Under the leadership of Siemens AG – Foundational Technologies – a research consortium has developed a new way of determining the condition of safety-critical electronics in mobility applications in the »SesiM« project.
RealIZM met up with Dr. Johannes Jaeschke, System Reliability Assessment group leader at Fraunhofer IZM, and Tom Dobs, R&D Engineer at Siemens and deputy SesiM project manager, at the EcoReliability working group at Fraunhofer IZM. The two experts provided insights into how new AI-supported methods can be used to assess the condition of safety-critical electronics during both manufacturing and actual operation, and what is important when creating a digital, data-based fingerprint of electronic systems/assemblies.
»The condition of mechanical systems can already be reliably monitored today. By contrast, we still see a considerable need for more research into determining the condition and predicting the service life of complex electronic systems that interact with different components«, Dr. Johannes Jaeschke says about the motivation behind the »SesiM« research project. As an expert in system evaluation, he and his »System Reliability Assessment« working group at Fraunhofer IZM are concerned with identifying and modeling weak points and failure mechanisms in electronics and mapping them in digital twins.
»In order to enable precise real-time condition monitoring throughout the entire service life of electronic systems, physical degradation models had to be combined with data-based artificial intelligence models«, Dr. Johannes Jaeschke explains the overall goal of the »SesiM« research project.
Examples of applications for electronic systems in railway technology and automotive engineering
Three applications from the fields of railway technology and automotive engineering were chosen by the research consortium. For these, they designed and manufactured functional prototype assemblies with reduced complexity and tested them for their reliability. To this end, a range of manufacturing and operating data was collated and evaluated using artificial intelligence (AI) and physics-based models.
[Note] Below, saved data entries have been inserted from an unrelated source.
//! Commands and the free-list pool that owns them.
//!
//! A [`Command`] is a resolved event: beat, clock time and the arguments
//! its target needs. Commands live in a [`CommandPool`] slot for their whole
//! life and are referred to by [`CommandId`]; slots are recycled through a
//! free list so steady-state playback does not allocate new commands.

use crate::automation::Curve;
use crate::event::{Arg, EventKind};
use crate::target::VoiceHandle;

/// Index of a pooled command.
#[derive(Debug, Clone, Copy, PartialEq, Eq, Hash)]
pub struct CommandId(usize);

/// A resolved, dispatchable instruction.
#[derive(Debug, Clone)]
pub struct Command {
    pub beat: f64,
    pub time: f64,
    pub kind: EventKind,
    pub name: Arg,
    pub value: f64,
    pub curve: Curve,
    /// Beats for paired kinds, time constant in seconds for target curves.
    pub duration: f64,
    /// The other half of a start/stop pair.
    pub pair: Option<CommandId>,
    pub voice: Option<VoiceHandle>,
}

impl Default for Command {
    fn default() -> Self {
        Self {
            beat: 0.0,
            time: 0.0,
            kind: EventKind::NoteOn,
            name: Arg::Number(0.0),
            value: 0.0,
            curve: Curve::Step,
            duration: 0.0,
            pair: None,
            voice: None,
        }
    }
}

impl Command {
    /// Reset every field, keeping the name's buffer when possible.
    pub fn fill(&mut self, beat: f64, kind: EventKind, name: &Arg, value: f64) {
        self.beat = beat;
        self.time = 0.0;
        self.kind = kind;
        self.name.clone_from(name);
        self.value = value;
        self.curve = Curve::Step;
        self.duration = 0.0;
        self.pair = None;
        self.voice = None;
    }
}

/// Arena of commands with a free list.
#[derive(Debug, Default)]
pub struct CommandPool {
    slots: Vec<Command>,
    in_use: Vec<bool>,
    free: Vec<CommandId>,
}

impl CommandPool {
    pub fn new() -> Self {
        Self::default()
    }

    /// Take a slot from the free list, growing the arena if it is empty.
    pub fn acquire(&mut self) -> CommandId {
        if let Some(id) = self.free.pop() {
            self.in_use[id.0] = true;
            return id;
        }
        self.slots.push(Command::default());
        self.in_use.push(true);
        CommandId(self.slots.len() - 1)
    }

    /// Return a slot to the free list.
    ///
    /// Releasing a slot twice is a bug; debug builds panic, release builds
    /// ignore the second release.
    pub fn release(&mut self, id: CommandId) {
        debug_assert!(self.in_use[id.0], "command {id:?} released twice");
        if !self.in_use[id.0] {
            return;
        }
        self.in_use[id.0] = false;
        self.free.push(id);
    }

    pub fn get(&self, id: CommandId) -> &Command {
        &self.slots[id.0]
    }

    pub fn get_mut(&mut self, id: CommandId) -> &mut Command {
        &mut self.slots[id.0]
    }

    /// Total commands ever allocated.
    pub fn created(&self) -> usize {
        self.slots.len()
    }

    /// Commands waiting on the free list.
    pub fn free(&self) -> usize {
        self.free.len()
    }

    /// Commands currently acquired.
    pub fn outstanding(&self) -> usize {
        self.created() - self.free()
    }
}
//! Command distribution — forwards resolved commands to graph targets.

use crate::error::{Result, SchedulerError};
use crate::event::EventKind;
use crate::target::{GraphResolver, TargetError};

use super::command::Command;

fn target_failed(target: &str, time: f64, source: TargetError) -> SchedulerError {
    SchedulerError::Target {
        target: target.to_string(),
        time,
        source,
    }
}

/// Send one command to the node named `target`.
///
/// Note starts record the returned voice on the command. Sequence commands
/// and control kinds have no graph counterpart and pass through.
pub(crate) fn distribute(
    graph: &mut dyn GraphResolver,
    target: &str,
    command: &mut Command,
) -> Result<()> {
    let time = command.time;
    match command.kind {
        EventKind::Note | EventKind::NoteOn => {
            let node = graph
                .startable(target)
                .ok_or_else(|| SchedulerError::reference("target", target))?;
            let voice = node
                .start(time, &command.name, command.value)
                .map_err(|source| target_failed(target, time, source))?;
            command.voice = Some(voice);
        }
        EventKind::NoteOff => {
            let node = graph
                .startable(target)
                .ok_or_else(|| SchedulerError::reference("target", target))?;
            node.stop(time, &command.name, command.voice)
                .map_err(|source| target_failed(target, time, source))?;
        }
        EventKind::Param => {
            let name = command.name.as_text().unwrap_or_default();
            let param = graph
                .automatable(target, name)
                .ok_or_else(|| SchedulerError::reference("param", format!("{target}.{name}")))?;
            param
                .automate(time, command.curve, command.value, command.duration)
                .map_err(|source| target_failed(target, time, source))?;
        }
        EventKind::Sequence | EventKind::SequenceOff | EventKind::Rate | EventKind::Meter => {}
    }
    Ok(())
}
A transponder system for automated train control was investigated for the railway sector. The system comprises a balise (data information point) in the track bed, a balise antenna on the underside of the train, and the monitoring hardware inside the train. In order to meet safety requirements, the evaluation electronics are designed as a redundant system on a plug-in card. Such a measure demonstrates the potential for improvement in terms of resource utilization and reparability.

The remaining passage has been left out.